When I landed in NY, I had to navigate the subway system for the first time. I looked up all my stops in advance to have more confidence with the process. So, it wasn’t difficult at all. While I was expecting a smell of body odor, it was more like the air was musty with a hint of pepper. Not exactly pleasant but not as bad as the rumors. I took the A-line from JFK into downtown Brooklyn, next to the famed bridge, where the tournament was.
I arrived to the hotel around 5:30 PM I checked into my room and realized I had a pretty cool street view out of my window:
After snapping the photo, I went downstairs to report for duty and quickly found New York Scholastic Coordinator Danny Rohde. He was in the backroom with National Tournament Directors (NTDs) Korey Kormick, Bob Messenger, and US Chess Executive Board candidate Dave Hater. They were preparing for the tournament mostly going through wait list requests, which was an interesting process to observe. I also worked with Karl Heck – he and I were both floor TDs in the same section.

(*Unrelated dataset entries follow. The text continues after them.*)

use std::sync::Arc;

use chrono::Utc;
use serde_json::{json, Value};
use thiserror::Error;
use tokio::sync::watch;
use tracing::{debug, error, info, warn};

use murmur_config::AgentConfig;
use murmur_fabric::{
    Broker, Delivery, ErrorRateLimiter, FabricError, Notification, NotificationType, MAX_RETRIES,
};
use murmur_llm::{LanguageModel, LlmError};
use murmur_memory::{MemoryCreator, MemoryRetriever};
use murmur_store::{
    AgentStatus, GatewayEgress, MessageRole, ProcessingState, StateStore, StoreError,
    StoredMessage, ToolsPosition,
};
use murmur_tools::{SleepRegistry, ToolChannel, ToolRegistry, FAST_MODE_TOOLS};

use crate::context::{
    inject_pending_images, ContextBuilder, ContextMessage, ImageAttachment, ParseError,
    ToolCallRequest,
};
use crate::convert::to_llm_messages;
use crate::session::CallSession;

/// A non-idle processing state older than this is stale and force-reset.
const STALE_STATE_TIMEOUT_SECONDS: i64 = 300;

/// Failure classification for one processing cycle.
#[derive(Debug, Error)]
pub enum CycleError {
    #[error(transparent)]
    Llm(#[from] LlmError),
    #[error(transparent)]
    Store(#[from] StoreError),
    #[error(transparent)]
    Fabric(#[from] FabricError),
    #[error(transparent)]
    Parse(#[from] ParseError),
    #[error("{0}")]
    Other(String),
}

impl CycleError {
    pub fn is_transient(&self) -> bool {
        match self {
            CycleError::Llm(err) => err.is_transient(),
            CycleError::Store(err) => err.is_transient(),
            CycleError::Fabric(err) => err.is_transient(),
            CycleError::Parse(_) => false,
            // Wrapped foreign errors only have their message to go on.
            CycleError::Other(message) => is_transient_message(message),
        }
    }
}

/// Keyword fallback for errors that cross the boundary untyped.
pub fn is_transient_message(message: &str) -> bool {
    let lowered = message.to_lowercase();
    ["timeout", "connection", "network", "temporary", "unavailable", "rate limit"]
        .iter()
        .any(|keyword| lowered.contains(keyword))
}

/// What a successful cycle hands back to the tick for post-ack work.
struct CycleOutput {
    creator_messages: Option<Vec<StoredMessage>>,
}

/// The perceive→think→act loop for one agent.
///
/// Single-tasked: one cycle at a time, guarded by a non-blocking processing
/// lock on top of the store-visible processing state. Tools and the sleep
/// timer publish back onto the same queue and are consumed on later ticks.
pub struct Agent {
    config: AgentConfig,
    description: String,
    queue: String,
    broker: Arc<Broker>,
    store: Arc<dyn StateStore>,
    egress: Arc<dyn GatewayEgress>,
    llm: Arc<dyn LanguageModel>,
    tools: ToolRegistry,
    sleep_registry: Arc<SleepRegistry>,
    creator: Option<MemoryCreator>,
    retriever: Option<MemoryRetriever>,
    context: ContextBuilder,
    session: CallSession,
    pending_images: Vec<ImageAttachment>,
    processing_lock: Arc<tokio::sync::Mutex<()>>,
    error_limiter: ErrorRateLimiter,
    halted: bool,
}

After catching up with everyone, we set up the playing halls, laid out table numbers, and called it a night. I went to the hotel bar for some food and settled on the Brooklyn Bridge Burger with no mushrooms and no onion jelly, which basically meant I just had a cheeseburger. At the next table over, Grandmaster Maurice Ashley was giving a lesson to a kid from Tennessee: “Why did you play here? What was your plan? Oh? You didn’t have a plan? That’s no way to play chess – you gotta have a plan” Maurice said giving the kid a fun lesson. Maurice was turning bad moves into fun learning – the best way to teach. Maurice is always fun to watch.
The next day is when the tournament really began. There were a whole lot of people present. Among them, Grandmaster Irina Krush. She was there both days talking with people, coaching, etc… I don’t know her personally but I see her at many events nationally throughout the year. But, I saw her when I was on my way to the Championship sections, which is where I was stationed.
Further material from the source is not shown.